The result should be an exact copy of the lines from the one with "inbound event channel." through the last line of the data below, both included.

Extracted material

——

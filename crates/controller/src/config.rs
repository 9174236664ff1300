use std::fmt;
use std::str::FromStr;
use std::time::Duration;

use serde::{Deserialize, Serialize};

/// How a secondary object points back at the primary objects it affects.
#[derive(Debug, Clone, PartialEq, Eq, Serialize, Deserialize)]
pub enum Relationship {
    /// `metadata.ownerReferences` entries of the primary kind.
    OwnerReference,
    /// Label whose value is the name of the primary object in the same namespace.
    Label(String),
    /// Every known primary object in the secondary object's namespace.
    Namespace,
}

impl Default for Relationship {
    fn default() -> Self { Relationship::OwnerReference }
}

impl FromStr for Relationship {
    type Err = ConfigError;

    /// `owner`, `namespace` or `label:<key>`.
    fn from_str(s: &str) -> Result<Self, Self::Err> {
        match s {
            "owner" | "owner-reference" => Ok(Relationship::OwnerReference),
            "namespace" => Ok(Relationship::Namespace),
            other => match other.strip_prefix("label:") {
                Some(key) if !key.is_empty() => Ok(Relationship::Label(key.to_string())),
                _ => Err(ConfigError::Relationship(s.to_string())),
            },
        }
    }
}

impl fmt::Display for Relationship {
    fn fmt(&self, f: &mut fmt::Formatter<'_>) -> fmt::Result {
        match self {
            Relationship::OwnerReference => write!(f, "owner"),
            Relationship::Namespace => write!(f, "namespace"),
            Relationship::Label(key) => write!(f, "label:{key}"),
        }
    }
}

#[derive(Debug, thiserror::Error, PartialEq, Eq)]
pub enum ConfigError {
    #[error("workers must be at least 1")]
    NoWorkers,
    #[error("backoff base must be non-zero and not above the cap ({base:?} > {max:?})")]
    Backoff { base: Duration, max: Duration },
    #[error("channel capacity must be at least 1")]
    ChannelCapacity,
    #[error("invalid relationship {0:?} (expect owner, namespace or label:<key>)")]
    Relationship(String),
}

/// Controller engine settings.
#[derive(Debug, Clone, PartialEq, Eq, Serialize, Deserialize)]
pub struct ControllerConfig {
    /// Kind name of the primary resource, e.g. `Labeler`.
    pub primary_kind: String,
    pub workers: usize,
    /// When true no status sub-resource write happens after a reconcile.
    pub skip_status_updates: bool,
    pub backoff_base: Duration,
    pub backoff_max: Duration,
    /// Capacity of each inbound event channel.
    pub channel_capacity: usize,
    pub relationship: Relationship,
}

impl Default for ControllerConfig {
    fn default() -> Self {
        Self {
            primary_kind: "Labeler".to_string(),
            workers: 2,
            skip_status_updates: true,
            backoff_base: Duration::from_millis(5),
            backoff_max: Duration::from_secs(1000),
            channel_capacity: 1024,
            relationship: Relationship::default(),
        }
    }
}

impl ControllerConfig {
    pub fn validate(&self) -> Result<(), ConfigError> {
        if self.workers == 0 {
            return Err(ConfigError::NoWorkers);
        }
        if self.backoff_base.is_zero() || self.backoff_base > self.backoff_max {
            return Err(ConfigError::Backoff { base: self.backoff_base, max: self.backoff_max });
        }
        if self.channel_capacity == 0 {
            return Err(ConfigError::ChannelCapacity);
        }
        Ok(())
    }
}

——

Solution to this exercise
    /// Capacity of each inbound event channel.
    pub channel_capacity: usize,
    pub relationship: Relationship,
}

impl Default for ControllerConfig {
    fn default() -> Self {
        Self {
            primary_kind: "Labeler".to_string(),
            workers: 2,
            skip_status_updates: true,
            backoff_base: Duration::from_millis(5),
            backoff_max: Duration::from_secs(1000),
            channel_capacity: 1024,
            relationship: Relationship::default(),
        }
    }
}

impl ControllerConfig {
    pub fn validate(&self) -> Result<(), ConfigError> {
        if self.workers == 0 {
            return Err(ConfigError::NoWorkers);
        }
        if self.backoff_base.is_zero() || self.backoff_base > self.backoff_max {
            return Err(ConfigError::Backoff { base: self.backoff_base, max: self.backoff_max });
        }
        if self.channel_capacity == 0 {
            return Err(ConfigError::ChannelCapacity);
        }
        Ok(())
    }
}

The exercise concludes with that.